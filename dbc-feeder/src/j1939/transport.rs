//! J1939 transport protocol (TP.CM / TP.DT) reassembly
//!
//! Messages longer than 8 bytes are announced by a connection management
//! frame (BAM for broadcasts, RTS for point-to-point transfers) and then
//! carried in numbered data transfer frames of 7 payload bytes each.
//! The reassembler only listens; it never answers RTS with CTS.

use super::J1939Id;
use byteorder::{ByteOrder, LittleEndian};
use std::collections::HashMap;
use std::time::Duration;

/// Connection management PGN
pub const TP_CM_PGN: u32 = 0xEC00;

/// Data transfer PGN
pub const TP_DT_PGN: u32 = 0xEB00;

const CONTROL_RTS: u8 = 0x10;
const CONTROL_BAM: u8 = 0x20;
const CONTROL_ABORT: u8 = 0xFF;

/// Payload bytes per TP.DT packet
const PACKET_PAYLOAD: usize = 7;

/// Default time allowed between two packets of one transfer (J1939-21 T1)
pub const DEFAULT_PACKET_TIMEOUT: Duration = Duration::from_millis(750);

/// A multi-packet message put back together
#[derive(Debug, Clone, PartialEq, Eq)]
pub struct ReassembledMessage {
    /// PGN of the transported message
    pub pgn: u32,
    pub source_address: u8,
    pub destination_address: u8,
    /// Payload, truncated to the announced size
    pub data: Vec<u8>,
}

#[derive(Debug)]
struct Session {
    pgn: u32,
    total_size: usize,
    total_packets: u8,
    next_sequence: u8,
    data: Vec<u8>,
    last_activity_ns: u64,
}

/// Tracks open transport sessions, keyed by (source, destination)
#[derive(Debug)]
pub struct TransportReassembler {
    sessions: HashMap<(u8, u8), Session>,
    timeout: Duration,
}

impl Default for TransportReassembler {
    fn default() -> Self {
        Self::new()
    }
}

impl TransportReassembler {
    pub fn new() -> Self {
        Self {
            sessions: HashMap::new(),
            timeout: DEFAULT_PACKET_TIMEOUT,
        }
    }

    /// Builder method: set the inter-packet timeout
    pub fn with_timeout(mut self, timeout: Duration) -> Self {
        self.timeout = timeout;
        self
    }

    /// Number of transfers in progress
    pub fn open_sessions(&self) -> usize {
        self.sessions.len()
    }

    /// Feed a frame; returns the transported message once its last packet
    /// arrives
    ///
    /// Frames that are neither TP.CM nor TP.DT are ignored.
    pub fn handle_frame(
        &mut self,
        id: &J1939Id,
        data: &[u8],
        timestamp_ns: u64,
    ) -> Option<ReassembledMessage> {
        self.expire(timestamp_ns);

        match id.pgn {
            TP_CM_PGN => {
                self.handle_connection_management(id, data, timestamp_ns);
                None
            }
            TP_DT_PGN => self.handle_data_transfer(id, data, timestamp_ns),
            _ => None,
        }
    }

    fn handle_connection_management(&mut self, id: &J1939Id, data: &[u8], timestamp_ns: u64) {
        if data.len() < 8 {
            log::debug!("Ignoring short TP.CM frame from 0x{:02X}", id.source_address);
            return;
        }

        let key = (id.source_address, id.destination_address);
        let pgn = LittleEndian::read_u24(&data[5..8]);

        match data[0] {
            CONTROL_BAM | CONTROL_RTS => {
                let total_size = LittleEndian::read_u16(&data[1..3]) as usize;
                let total_packets = data[3];
                if total_packets == 0 || total_size > total_packets as usize * PACKET_PAYLOAD {
                    log::warn!(
                        "Invalid TP.CM announcement from 0x{:02X}: {} bytes in {} packets",
                        id.source_address,
                        total_size,
                        total_packets
                    );
                    return;
                }

                if let Some(previous) = self.sessions.get(&key) {
                    log::debug!(
                        "TP session 0x{:02X}->0x{:02X} for PGN 0x{:X} replaced before completion",
                        key.0,
                        key.1,
                        previous.pgn
                    );
                }

                log::trace!(
                    "TP session 0x{:02X}->0x{:02X} opened: PGN 0x{:X}, {} bytes",
                    key.0,
                    key.1,
                    pgn,
                    total_size
                );
                self.sessions.insert(
                    key,
                    Session {
                        pgn,
                        total_size,
                        total_packets,
                        next_sequence: 1,
                        data: Vec::with_capacity(total_packets as usize * PACKET_PAYLOAD),
                        last_activity_ns: timestamp_ns,
                    },
                );
            }
            CONTROL_ABORT => {
                if self.sessions.remove(&key).is_some() {
                    log::debug!("TP session 0x{:02X}->0x{:02X} aborted (PGN 0x{:X})", key.0, key.1, pgn);
                }
            }
            _ => {}
        }
    }

    fn handle_data_transfer(
        &mut self,
        id: &J1939Id,
        data: &[u8],
        timestamp_ns: u64,
    ) -> Option<ReassembledMessage> {
        let key = (id.source_address, id.destination_address);
        let session = self.sessions.get_mut(&key)?;

        if data.is_empty() || data[0] != session.next_sequence {
            log::warn!(
                "TP session 0x{:02X}->0x{:02X}: expected packet {}, got {:?}; dropping transfer",
                key.0,
                key.1,
                session.next_sequence,
                data.first()
            );
            self.sessions.remove(&key);
            return None;
        }

        session.data.extend_from_slice(&data[1..]);
        session.last_activity_ns = timestamp_ns;

        if session.next_sequence < session.total_packets {
            session.next_sequence += 1;
            return None;
        }

        let mut session = self.sessions.remove(&key)?;
        if session.data.len() < session.total_size {
            log::warn!(
                "TP transfer for PGN 0x{:X} ended with {} of {} bytes",
                session.pgn,
                session.data.len(),
                session.total_size
            );
            return None;
        }
        session.data.truncate(session.total_size);

        Some(ReassembledMessage {
            pgn: session.pgn,
            source_address: key.0,
            destination_address: key.1,
            data: session.data,
        })
    }

    /// Drop sessions that have been idle for longer than the timeout
    fn expire(&mut self, now_ns: u64) {
        let timeout_ns = self.timeout.as_nanos() as u64;
        self.sessions.retain(|key, session| {
            let alive = now_ns.saturating_sub(session.last_activity_ns) <= timeout_ns;
            if !alive {
                log::debug!(
                    "TP session 0x{:02X}->0x{:02X} for PGN 0x{:X} timed out",
                    key.0,
                    key.1,
                    session.pgn
                );
            }
            alive
        });
    }
}
use anyhow::Result;
use comfy_table::{Cell, Table};
use tracing::{info_span, trace};

use skin_cli::logging::redact_value;
use skin_cli::pipeline::{
    TranslateRequest, TranslateResult, load_ontology, resolve_ontology_dir, translate_dataset,
};
use skin_map::resolve_granularity;
use skin_model::{CODE_SEPARATOR, TranslateOptions};

use crate::cli::{OntologyArgs, TranslateArgs};
use crate::summary::{apply_table_style, dim_cell, header_cell};

pub fn run_translate(args: &TranslateArgs) -> Result<TranslateResult> {
    let ontology_dir = resolve_ontology_dir(args.data.as_deref())?;
    let request = TranslateRequest {
        input: args.input.clone(),
        ontology_dir,
        output_dir: args.output.clone(),
        options: TranslateOptions::new()
            .with_granularity(args.granularity)
            .with_only_unmatched(args.only_unmatched),
        dry_run: args.dry_run,
    };

    let span = info_span!(
        "translate",
        input = %request.input.display(),
        granularity = ?request.options.granularity,
        only_unmatched = request.options.only_unmatched
    );
    let _guard = span.enter();
    let result = translate_dataset(&request)?;
    for label in &result.unmatched_labels {
        trace!(label = redact_value(label), "unmatched label");
    }
    Ok(result)
}

pub fn run_ontology(args: &OntologyArgs) -> Result<()> {
    let ontology_dir = resolve_ontology_dir(args.data.as_deref())?;
    let mapping = load_ontology(&ontology_dir)?;

    let mut table = Table::new();
    table.set_header(vec![
        header_cell("Description"),
        header_cell("Code path"),
        header_cell("Code"),
    ]);
    apply_table_style(&mut table);
    for (description, path) in mapping.iter() {
        let description_cell = if description.trim().is_empty() {
            dim_cell(format!("{description:?}"))
        } else {
            Cell::new(description)
        };
        table.add_row(vec![
            description_cell,
            Cell::new(path.join(" > ")),
            Cell::new(resolve_granularity(path, args.granularity)),
        ]);
    }
    println!("{table}");
    println!(
        "{} descriptions, codes joined with '{CODE_SEPARATOR}'",
        mapping.len()
    );
    Ok(())
}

******************************

What is needed - Would you please copy each line of the listing that contains the word "TransportReassembler"?

Task solution -
pub struct TransportReassembler {
impl Default for TransportReassembler {
impl TransportReassembler {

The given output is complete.